EXERCISE PROMPT: Say how many lines in this listing include the word "LogEntry", with no other words in the reply.

[EXCERPTED DATA Boundary: Start]

//! SQLite backend implementation.
//!
//! This module provides the relational adapter. It supports both in-memory
//! databases (used by the test suites) and file-based databases.
//!
//! # Features
//!
//! - In-memory and file-based modes
//! - Every mutation runs in its own transaction, committed before returning
//! - Array fields stored as JSON columns, mutated read-modify-write under
//!   `BEGIN IMMEDIATE`
//! - Unicode case folding for substring filters via a registered SQL function
//!
//! # Example
//!
//! ```no_run
//! use larder_persistence::backends::sqlite::SqliteBackend;
//!
//! # fn main() -> Result<(), Box<dyn std::error::Error>> {
//! // Create an in-memory database
//! let backend = SqliteBackend::in_memory()?;
//!
//! // Initialize the schema
//! backend.init_schema()?;
//! # Ok(())
//! # }
//! ```
//!
//! # Schema
//!
//! ```sql
//! CREATE TABLE items (
//!     id INTEGER PRIMARY KEY AUTOINCREMENT,
//!     item_id TEXT NOT NULL UNIQUE,      -- business key
//!     name TEXT NOT NULL,
//!     ...
//!     warranty_expiry TEXT,              -- YYYY-MM-DD or NULL
//!     usage_expiry TEXT,
//!     move_history TEXT NOT NULL,        -- JSON array
//!     favorites TEXT NOT NULL,           -- JSON array of user ids
//!     related_items TEXT NOT NULL        -- JSON array of {id, type}
//! );
//!
//! CREATE TABLE item_types (id INTEGER PRIMARY KEY, name TEXT NOT NULL UNIQUE);
//! CREATE TABLE locations (id INTEGER PRIMARY KEY, floor, room, zone, sort_order);
//! CREATE TABLE users (id INTEGER PRIMARY KEY, username TEXT NOT NULL UNIQUE, ...);
//! CREATE TABLE logs (id INTEGER PRIMARY KEY, action, user, ..., created_at TEXT);
//! ```

mod arrays;
mod backend;
mod catalog;
mod items;
mod logs;
mod schema;
mod users;

pub use backend::{SqliteBackend, SqliteBackendConfig};
pub use schema::SCHEMA_VERSION;
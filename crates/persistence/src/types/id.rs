//! Identifier normalization.
//!
//! Locations, logs, types and users have no natural key that callers can rely
//! on, so they carry an opaque string id. The document store uses ObjectIds
//! (24 hex characters) and the relational store uses integer row ids. Callers
//! only ever see the string form; a string that does not parse for the
//! backend it is handed to names no record.

/// Formats a relational row id.
pub fn from_row_id(id: i64) -> String {
    id.to_string()
}

/// Parses a relational row id. Only canonical positive integers are accepted.
pub fn to_row_id(id: &str) -> Option<i64> {
    if id.is_empty() || id.starts_with('+') || (id.len() > 1 && id.starts_with('0')) {
        return None;
    }
    id.parse::<i64>().ok().filter(|n| *n > 0)
}

/// Formats a document ObjectId.
#[cfg(feature = "mongodb")]
pub fn from_object_id(id: &mongodb::bson::oid::ObjectId) -> String {
    id.to_hex()
}

/// Parses a document ObjectId.
#[cfg(feature = "mongodb")]
pub fn to_object_id(id: &str) -> Option<mongodb::bson::oid::ObjectId> {
    mongodb::bson::oid::ObjectId::parse_str(id).ok()
}

#[cfg(test)]
mod tests {
    use super::*;

    #[test]
    fn test_row_id_round_trip() {
        assert_eq!(to_row_id(&from_row_id(42)), Some(42));
    }

    #[test]
    fn test_row_id_rejects_non_canonical() {
        for bad in ["", "0", "-3", "+3", "007", "abc", "65f0c0ffee00000000000000"] {
            assert_eq!(to_row_id(bad), None, "{bad}");
        }
    }

    #[cfg(feature = "mongodb")]
    #[test]
    fn test_object_id_round_trip() {
        let oid = mongodb::bson::oid::ObjectId::new();
        assert_eq!(to_object_id(&from_object_id(&oid)), Some(oid));
        assert_eq!(to_object_id("12"), None);
    }
}
//! Audit log storage contract.

use async_trait::async_trait;

use crate::error::StorageResult;
use crate::types::{LogEntry, LogFilter};

/// Append-only audit log. Entries are never updated or deleted here.
#[async_trait]
pub trait LogStore: Send + Sync {
    /// Stores an entry and returns its id. The entry's own `id` is ignored.
    async fn append_log(&self, entry: &LogEntry) -> StorageResult<String>;

    /// Returns entries newest first; ties go to the later insert.
    ///
    /// `limit` of zero means no limit.
    async fn list_logs(&self, filter: &LogFilter, limit: u64, skip: u64)
    -> StorageResult<Vec<LogEntry>>;

    async fn count_logs(&self, filter: &LogFilter) -> StorageResult<u64>;
}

[EXCERPTED DATA Boundary: End]

ANSWER BOX: 3